_TASK TO CARRY OUT_
Would you retype every line below without changing anything?

[Start of Attachment]

#[cfg(test)]
mod tests {
    use super::*;
    use crate::board::Color;
    use crate::features::OTHELLO_NUM_FEATURES;
    use rand::SeedableRng;
    use tempfile::TempDir;

    fn small_config(dir: &TempDir) -> TrainingConfig {
        TrainingConfig {
            iterations: 2,
            rollouts_per_iteration: 4,
            max_rollout_half_moves: 3,
            search_node_budget: 32,
            optimization_passes: 2,
            checkpoint_interval: 1,
            num_workers: 2,
            tt_size_bytes: 16 * 1024,
            eval_cache_bytes: 16 * 1024,
            hidden_units: 4,
            seed: Some(11),
            checkpoint_dir: dir.path().join("ckpt"),
            log_dir: dir.path().join("logs"),
            checkpoint_retry_delay_ms: 0,
            ..Default::default()
        }
    }

    fn engine(config: TrainingConfig) -> TrainingEngine<BitBoard, OthelloFeatures, ValueNetwork> {
        let mut rng = StdRng::seed_from_u64(1);
        let net = ValueNetwork::new(OTHELLO_NUM_FEATURES, config.hidden_units, 0.01, &mut rng);
        TrainingEngine::new(vec![BitBoard::new()], OthelloFeatures, net, config).unwrap()
    }

    #[test]
    fn test_training_config_default() {
        let config = TrainingConfig::default();
        assert_eq!(config.iterations, 100_000);
        assert_eq!(config.rollouts_per_iteration, 256);
        assert_eq!(config.max_rollout_half_moves, 12);
        assert_eq!(config.search_node_budget, 256);
        assert_eq!(config.td_lambda, 0.7);
        assert_eq!(config.optimization_passes, 10);
        assert_eq!(config.checkpoint_interval, 10);
        assert!(config.num_workers >= 1);
        assert_eq!(config.checkpoint_dir, PathBuf::from("trainingResults"));
        assert!(config.seed.is_none());
        assert!(config.bootstrap.is_none());
        assert!(config.validate().is_ok());
    }

    #[test]
    fn test_validate_rejects_bad_values() {
        let cases = [
            TrainingConfig {
                td_lambda: 1.5,
                ..Default::default()
            },
            TrainingConfig {
                num_workers: 0,
                ..Default::default()
            },
            TrainingConfig {
                checkpoint_interval: 0,
                ..Default::default()
            },
            TrainingConfig {
                search_node_budget: 0,
                ..Default::default()
            },
            TrainingConfig {
                learning_rate: f32::NAN,
                ..Default::default()
            },
            TrainingConfig {
                bootstrap: Some(BootstrapConfig {
                    positions: 0,
                    ..Default::default()
                }),
                ..Default::default()
            },
        ];
        for config in cases {
            assert!(matches!(config.validate(), Err(LearningError::Config(_))), "{:?}", config);
        }
    }

    #[test]
    fn test_partial_json_uses_defaults() {
        let config: TrainingConfig = serde_json::from_str(r#"{"iterations": 5, "seed": 9}"#).unwrap();
        assert_eq!(config.iterations, 5);
        assert_eq!(config.seed, Some(9));
        assert_eq!(config.td_lambda, 0.7);
    }

    #[test]
    fn test_training_stats_default() {
        let stats = TrainingStats::default();
        assert_eq!(stats.iterations_completed, 0);
        assert!(stats.last_iteration.is_none());
        assert_eq!(stats.checkpoints_written, 0);
    }

    #[test]
    fn test_new_rejects_empty_corpus() {
        let dir = tempfile::tempdir().unwrap();
        let mut rng = StdRng::seed_from_u64(1);
        let net = ValueNetwork::new(OTHELLO_NUM_FEATURES, 4, 0.01, &mut rng);
        let result = TrainingEngine::<BitBoard, _, _>::new(vec![], OthelloFeatures, net, small_config(&dir));
        assert!(matches!(result, Err(LearningError::EmptyCorpus)));
    }

    #[test]
    fn test_new_rejects_width_mismatch() {
        let dir = tempfile::tempdir().unwrap();
        let mut rng = StdRng::seed_from_u64(1);
        let net = ValueNetwork::new(7, 4, 0.01, &mut rng);
        let result = TrainingEngine::new(vec![BitBoard::new()], OthelloFeatures, net, small_config(&dir));
        assert!(matches!(result, Err(LearningError::Config(_))));
    }

    #[test]
    fn test_run_iteration_collects_quota() {
        let dir = tempfile::tempdir().unwrap();
        let mut engine = engine(small_config(&dir));
        let stats = engine.run_iteration(0).unwrap();

        assert_eq!(stats.summary.rollouts, 4);
        assert!(stats.summary.leaves >= 1);
        assert!(stats.summary.leaves <= 4 * 3);
        assert!(stats.checkpoint.as_ref().is_some_and(|p| p.exists()));
    }

    #[test]
    fn test_optimization_changes_weights() {
        let dir = tempfile::tempdir().unwrap();
        let mut engine = engine(small_config(&dir));
        let before = engine.model().params().to_vec();
        let stats = engine.run_iteration(1).unwrap();
        assert!(stats.summary.leaves > 0);
        assert_ne!(engine.model().params(), &before[..]);
    }

    #[test]
    fn test_checkpoint_interval() {
        let dir = tempfile::tempdir().unwrap();
        let config = TrainingConfig {
            checkpoint_interval: 2,
            ..small_config(&dir)
        };
        let mut engine = engine(config);
        assert!(engine.run_iteration(0).unwrap().checkpoint.is_some());
        assert!(engine.run_iteration(1).unwrap().checkpoint.is_none());
        assert!(engine.run_iteration(2).unwrap().checkpoint.is_some());
    }

    #[test]
    fn test_train_then_resume() {
        let dir = tempfile::tempdir().unwrap();
        let config = small_config(&dir);
        let mut first = engine(config.clone());
        let stats = first.train().unwrap();
        assert_eq!(stats.iterations_completed, 2);
        assert_eq!(stats.last_iteration, Some(1));
        assert_eq!(stats.checkpoints_written, 2);
        assert_eq!(first.next_iteration(), 2);

        let mut second = engine(TrainingConfig { iterations: 3, ..config });
        assert_eq!(second.resume().unwrap(), Some(1));
        assert_eq!(second.next_iteration(), 2);
        assert_eq!(second.model().params(), first.model().params());

        let stats = second.train().unwrap();
        assert_eq!(stats.iterations_completed, 1);
        assert_eq!(stats.last_iteration, Some(2));
    }

    #[test]
    fn test_resume_without_checkpoint() {
        let dir = tempfile::tempdir().unwrap();
        let mut engine = engine(small_config(&dir));
        assert_eq!(engine.resume().unwrap(), None);
        assert_eq!(engine.next_iteration(), 0);
    }

    #[test]
    fn test_interrupt_between_iterations() {
        let dir = tempfile::tempdir().unwrap();
        let mut engine = engine(small_config(&dir));
        let flag = Arc::new(AtomicBool::new(true));
        engine.set_interrupt_flag(Arc::clone(&flag));

        assert!(matches!(engine.train(), Err(LearningError::Interrupted)));
        assert_eq!(engine.next_iteration(), 0);

        flag.store(false, Ordering::SeqCst);
        engine.run_iteration(0).unwrap();
    }

    #[test]
    fn test_bootstrap_runs_before_iteration_zero() {
        let dir = tempfile::tempdir().unwrap();
        let config = TrainingConfig {
            iterations: 1,
            bootstrap: Some(BootstrapConfig {
                positions: 8,
                epochs: 2,
                minibatch_size: 4,
            }),
            ..small_config(&dir)
        };
        let mut rng = StdRng::seed_from_u64(1);
        let net = ValueNetwork::new(OTHELLO_NUM_FEATURES, 4, 0.01, &mut rng);
        // Black to move after one black move: 4 black, 1 white
        let mut pos = BitBoard::new();
        let mv = pos.legal_moves()[0];
        pos.apply_move(mv);
        assert_eq!(pos.side_to_move(), Color::White);

        let mut engine = TrainingEngine::new(vec![pos], OthelloFeatures, net, config).unwrap();
        let stats = engine.train().unwrap();
        let bootstrap = stats.bootstrap.unwrap();
        assert_eq!(bootstrap.rows, 8);
    }
}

[End of Attachment]

_EXPECTED ANSWER_
#[cfg(test)]
mod tests {
    use super::*;
    use crate::board::Color;
    use crate::features::OTHELLO_NUM_FEATURES;
    use rand::SeedableRng;
    use tempfile::TempDir;

    fn small_config(dir: &TempDir) -> TrainingConfig {
        TrainingConfig {
            iterations: 2,
            rollouts_per_iteration: 4,
            max_rollout_half_moves: 3,
            search_node_budget: 32,
            optimization_passes: 2,
            checkpoint_interval: 1,
            num_workers: 2,
            tt_size_bytes: 16 * 1024,
            eval_cache_bytes: 16 * 1024,
            hidden_units: 4,
            seed: Some(11),
            checkpoint_dir: dir.path().join("ckpt"),
            log_dir: dir.path().join("logs"),
            checkpoint_retry_delay_ms: 0,
            ..Default::default()
        }
    }

    fn engine(config: TrainingConfig) -> TrainingEngine<BitBoard, OthelloFeatures, ValueNetwork> {
        let mut rng = StdRng::seed_from_u64(1);
        let net = ValueNetwork::new(OTHELLO_NUM_FEATURES, config.hidden_units, 0.01, &mut rng);
        TrainingEngine::new(vec![BitBoard::new()], OthelloFeatures, net, config).unwrap()
    }

    #[test]
    fn test_training_config_default() {
        let config = TrainingConfig::default();
        assert_eq!(config.iterations, 100_000);
        assert_eq!(config.rollouts_per_iteration, 256);
        assert_eq!(config.max_rollout_half_moves, 12);
        assert_eq!(config.search_node_budget, 256);
        assert_eq!(config.td_lambda, 0.7);
        assert_eq!(config.optimization_passes, 10);
        assert_eq!(config.checkpoint_interval, 10);
        assert!(config.num_workers >= 1);
        assert_eq!(config.checkpoint_dir, PathBuf::from("trainingResults"));
        assert!(config.seed.is_none());
        assert!(config.bootstrap.is_none());
        assert!(config.validate().is_ok());
    }

    #[test]
    fn test_validate_rejects_bad_values() {
        let cases = [
            TrainingConfig {
                td_lambda: 1.5,
                ..Default::default()
            },
            TrainingConfig {
                num_workers: 0,
                ..Default::default()
            },
            TrainingConfig {
                checkpoint_interval: 0,
                ..Default::default()
            },
            TrainingConfig {
                search_node_budget: 0,
                ..Default::default()
            },
            TrainingConfig {
                learning_rate: f32::NAN,
                ..Default::default()
            },
            TrainingConfig {
                bootstrap: Some(BootstrapConfig {
                    positions: 0,
                    ..Default::default()
                }),
                ..Default::default()
            },
        ];
        for config in cases {
            assert!(matches!(config.validate(), Err(LearningError::Config(_))), "{:?}", config);
        }
    }

    #[test]
    fn test_partial_json_uses_defaults() {
        let config: TrainingConfig = serde_json::from_str(r#"{"iterations": 5, "seed": 9}"#).unwrap();
        assert_eq!(config.iterations, 5);
        assert_eq!(config.seed, Some(9));
        assert_eq!(config.td_lambda, 0.7);
    }

    #[test]
    fn test_training_stats_default() {
        let stats = TrainingStats::default();
        assert_eq!(stats.iterations_completed, 0);
        assert!(stats.last_iteration.is_none());
        assert_eq!(stats.checkpoints_written, 0);
    }

    #[test]
    fn test_new_rejects_empty_corpus() {
        let dir = tempfile::tempdir().unwrap();
        let mut rng = StdRng::seed_from_u64(1);
        let net = ValueNetwork::new(OTHELLO_NUM_FEATURES, 4, 0.01, &mut rng);
        let result = TrainingEngine::<BitBoard, _, _>::new(vec![], OthelloFeatures, net, small_config(&dir));
        assert!(matches!(result, Err(LearningError::EmptyCorpus)));
    }

    #[test]
    fn test_new_rejects_width_mismatch() {
        let dir = tempfile::tempdir().unwrap();
        let mut rng = StdRng::seed_from_u64(1);
        let net = ValueNetwork::new(7, 4, 0.01, &mut rng);
        let result = TrainingEngine::new(vec![BitBoard::new()], OthelloFeatures, net, small_config(&dir));
        assert!(matches!(result, Err(LearningError::Config(_))));
    }

    #[test]
    fn test_run_iteration_collects_quota() {
        let dir = tempfile::tempdir().unwrap();
        let mut engine = engine(small_config(&dir));
        let stats = engine.run_iteration(0).unwrap();

        assert_eq!(stats.summary.rollouts, 4);
        assert!(stats.summary.leaves >= 1);
        assert!(stats.summary.leaves <= 4 * 3);
        assert!(stats.checkpoint.as_ref().is_some_and(|p| p.exists()));
    }

    #[test]
    fn test_optimization_changes_weights() {
        let dir = tempfile::tempdir().unwrap();
        let mut engine = engine(small_config(&dir));
        let before = engine.model().params().to_vec();
        let stats = engine.run_iteration(1).unwrap();
        assert!(stats.summary.leaves > 0);
        assert_ne!(engine.model().params(), &before[..]);
    }

    #[test]
    fn test_checkpoint_interval() {
        let dir = tempfile::tempdir().unwrap();
        let config = TrainingConfig {
            checkpoint_interval: 2,
            ..small_config(&dir)
        };
        let mut engine = engine(config);
        assert!(engine.run_iteration(0).unwrap().checkpoint.is_some());
        assert!(engine.run_iteration(1).unwrap().checkpoint.is_none());
        assert!(engine.run_iteration(2).unwrap().checkpoint.is_some());
    }

    #[test]
    fn test_train_then_resume() {
        let dir = tempfile::tempdir().unwrap();
        let config = small_config(&dir);
        let mut first = engine(config.clone());
        let stats = first.train().unwrap();
        assert_eq!(stats.iterations_completed, 2);
        assert_eq!(stats.last_iteration, Some(1));
        assert_eq!(stats.checkpoints_written, 2);
        assert_eq!(first.next_iteration(), 2);

        let mut second = engine(TrainingConfig { iterations: 3, ..config });
        assert_eq!(second.resume().unwrap(), Some(1));
        assert_eq!(second.next_iteration(), 2);
        assert_eq!(second.model().params(), first.model().params());

        let stats = second.train().unwrap();
        assert_eq!(stats.iterations_completed, 1);
        assert_eq!(stats.last_iteration, Some(2));
    }

    #[test]
    fn test_resume_without_checkpoint() {
        let dir = tempfile::tempdir().unwrap();
        let mut engine = engine(small_config(&dir));
        assert_eq!(engine.resume().unwrap(), None);
        assert_eq!(engine.next_iteration(), 0);
    }

    #[test]
    fn test_interrupt_between_iterations() {
        let dir = tempfile::tempdir().unwrap();
        let mut engine = engine(small_config(&dir));
        let flag = Arc::new(AtomicBool::new(true));
        engine.set_interrupt_flag(Arc::clone(&flag));

        assert!(matches!(engine.train(), Err(LearningError::Interrupted)));
        assert_eq!(engine.next_iteration(), 0);

        flag.store(false, Ordering::SeqCst);
        engine.run_iteration(0).unwrap();
    }

    #[test]
    fn test_bootstrap_runs_before_iteration_zero() {
        let dir = tempfile::tempdir().unwrap();
        let config = TrainingConfig {
            iterations: 1,
            bootstrap: Some(BootstrapConfig {
                positions: 8,
                epochs: 2,
                minibatch_size: 4,
            }),
            ..small_config(&dir)
        };
        let mut rng = StdRng::seed_from_u64(1);
        let net = ValueNetwork::new(OTHELLO_NUM_FEATURES, 4, 0.01, &mut rng);
        // Black to move after one black move: 4 black, 1 white
        let mut pos = BitBoard::new();
        let mv = pos.legal_moves()[0];
        pos.apply_move(mv);
        assert_eq!(pos.side_to_move(), Color::White);

        let mut engine = TrainingEngine::new(vec![pos], OthelloFeatures, net, config).unwrap();
        let stats = engine.train().unwrap();
        let bootstrap = stats.bootstrap.unwrap();
        assert_eq!(bootstrap.rows, 8);
    }
}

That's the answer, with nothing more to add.